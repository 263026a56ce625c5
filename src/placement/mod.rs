// src/placement/mod.rs

use ndarray::Array1;

use crate::tree::Tree;

pub mod histogram;
pub mod jplace;

pub use histogram::{NodeHistogram, NodeHistogramSet, node_histogram_distance, node_histogram_set};
pub use jplace::{read_jplace, read_sample};

#[derive(Debug, Clone, PartialEq)]
pub struct Placement {
    /// Index into `Tree::edges`, already resolved from the file's `edge_num`.
    pub edge: usize,
    pub like_weight_ratio: f64,
    /// Distance from the root-side node of the edge.
    pub proximal_length: f64,
}

#[derive(Debug, Clone, PartialEq)]
pub struct PqueryName {
    pub name: String,
    pub multiplicity: f64,
}

#[derive(Debug, Clone, Default, PartialEq)]
pub struct Pquery {
    pub placements: Vec<Placement>,
    pub names: Vec<PqueryName>,
}

impl Pquery {
    /// Sum of name multiplicities; a nameless pquery counts once.
    pub fn multiplicity(&self) -> f64 {
        if self.names.is_empty() {
            1.0
        } else {
            self.names.iter().map(|n| n.multiplicity).sum()
        }
    }
}

/// One loaded placement file.
#[derive(Debug, Clone)]
pub struct Sample {
    pub tree: Tree,
    pub pqueries: Vec<Pquery>,
}

impl Sample {
    pub fn total_mass(&self) -> f64 {
        self.pqueries
            .iter()
            .map(|pq| {
                let lwr: f64 = pq.placements.iter().map(|p| p.like_weight_ratio).sum();
                lwr * pq.multiplicity()
            })
            .sum()
    }
}

#[derive(Debug, Clone, Copy, Default, PartialEq, Eq, clap::ValueEnum)]
pub enum MassNorm {
    #[default]
    Absolute,
    /// Scale every sample to a total mass of 1.
    Relative,
}

/// Per-sample adjustments applied right after reading a file.
#[derive(Debug, Clone, Copy, Default, PartialEq, Eq)]
pub struct SampleOptions {
    pub point_mass: bool,
    pub ignore_multiplicities: bool,
    pub mass_norm: MassNorm,
}

impl SampleOptions {
    pub fn apply(&self, sample: &mut Sample) {
        if self.point_mass {
            for pq in &mut sample.pqueries {
                let best = pq
                    .placements
                    .iter()
                    .enumerate()
                    .max_by(|a, b| a.1.like_weight_ratio.total_cmp(&b.1.like_weight_ratio))
                    .map(|(i, _)| i);
                if let Some(best) = best {
                    let mut keep = pq.placements.swap_remove(best);
                    keep.like_weight_ratio = 1.0;
                    pq.placements.clear();
                    pq.placements.push(keep);
                }
            }
        }
        if self.ignore_multiplicities {
            for pq in &mut sample.pqueries {
                for n in &mut pq.names {
                    n.multiplicity = 1.0;
                }
            }
        }
        if self.mass_norm == MassNorm::Relative {
            let total = sample.total_mass();
            if total > 0.0 {
                for pq in &mut sample.pqueries {
                    for p in &mut pq.placements {
                        p.like_weight_ratio /= total;
                    }
                }
            }
        }
    }
}

/// Placement mass on each edge, `lwr * multiplicity` summed per edge.
pub fn mass_per_edge(sample: &Sample) -> Array1<f64> {
    let mut masses = Array1::<f64>::zeros(sample.tree.edge_count());
    for pq in &sample.pqueries {
        let mult = pq.multiplicity();
        for p in &pq.placements {
            masses[p.edge] += p.like_weight_ratio * mult;
        }
    }
    masses
}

Goal of the exercise> In full and without error, restate the data.

Output of the task>
repository 263026a56ce625c5
filename src/placement/mod.rs
// src/placement/mod.rs

use ndarray::Array1;

use crate::tree::Tree;

pub mod histogram;
pub mod jplace;

pub use histogram::{NodeHistogram, NodeHistogramSet, node_histogram_distance, node_histogram_set};
pub use jplace::{read_jplace, read_sample};

#[derive(Debug, Clone, PartialEq)]
pub struct Placement {
    /// Index into `Tree::edges`, already resolved from the file's `edge_num`.
    pub edge: usize,
    pub like_weight_ratio: f64,
    /// Distance from the root-side node of the edge.
    pub proximal_length: f64,
}

#[derive(Debug, Clone, PartialEq)]
pub struct PqueryName {
    pub name: String,
    pub multiplicity: f64,
}

#[derive(Debug, Clone, Default, PartialEq)]
pub struct Pquery {
    pub placements: Vec<Placement>,
    pub names: Vec<PqueryName>,
}

impl Pquery {
    /// Sum of name multiplicities; a nameless pquery counts once.
    pub fn multiplicity(&self) -> f64 {
        if self.names.is_empty() {
            1.0
        } else {
            self.names.iter().map(|n| n.multiplicity).sum()
        }
    }
}

/// One loaded placement file.
#[derive(Debug, Clone)]
pub struct Sample {
    pub tree: Tree,
    pub pqueries: Vec<Pquery>,
}

impl Sample {
    pub fn total_mass(&self) -> f64 {
        self.pqueries
            .iter()
            .map(|pq| {
                let lwr: f64 = pq.placements.iter().map(|p| p.like_weight_ratio).sum();
                lwr * pq.multiplicity()
            })
            .sum()
    }
}

#[derive(Debug, Clone, Copy, Default, PartialEq, Eq, clap::ValueEnum)]
pub enum MassNorm {
    #[default]
    Absolute,
    /// Scale every sample to a total mass of 1.
    Relative,
}

/// Per-sample adjustments applied right after reading a file.
#[derive(Debug, Clone, Copy, Default, PartialEq, Eq)]
pub struct SampleOptions {
    pub point_mass: bool,
    pub ignore_multiplicities: bool,
    pub mass_norm: MassNorm,
}

impl SampleOptions {
    pub fn apply(&self, sample: &mut Sample) {
        if self.point_mass {
            for pq in &mut sample.pqueries {
                let best = pq
                    .placements
                    .iter()
                    .enumerate()
                    .max_by(|a, b| a.1.like_weight_ratio.total_cmp(&b.1.like_weight_ratio))
                    .map(|(i, _)| i);
                if let Some(best) = best {
                    let mut keep = pq.placements.swap_remove(best);
                    keep.like_weight_ratio = 1.0;
                    pq.placements.clear();
                    pq.placements.push(keep);
                }
            }
        }
        if self.ignore_multiplicities {
            for pq in &mut sample.pqueries {
                for n in &mut pq.names {
                    n.multiplicity = 1.0;
                }
            }
        }
        if self.mass_norm == MassNorm::Relative {
            let total = sample.total_mass();
            if total > 0.0 {
                for pq in &mut sample.pqueries {
                    for p in &mut pq.placements {
                        p.like_weight_ratio /= total;
                    }
                }
            }
        }
    }
}

/// Placement mass on each edge, `lwr * multiplicity` summed per edge.
pub fn mass_per_edge(sample: &Sample) -> Array1<f64> {
    let mut masses = Array1::<f64>::zeros(sample.tree.edge_count());
    for pq in &sample.pqueries {
        let mult = pq.multiplicity();
        for p in &pq.placements {
            masses[p.edge] += p.like_weight_ratio * mult;
        }
    }
    masses
}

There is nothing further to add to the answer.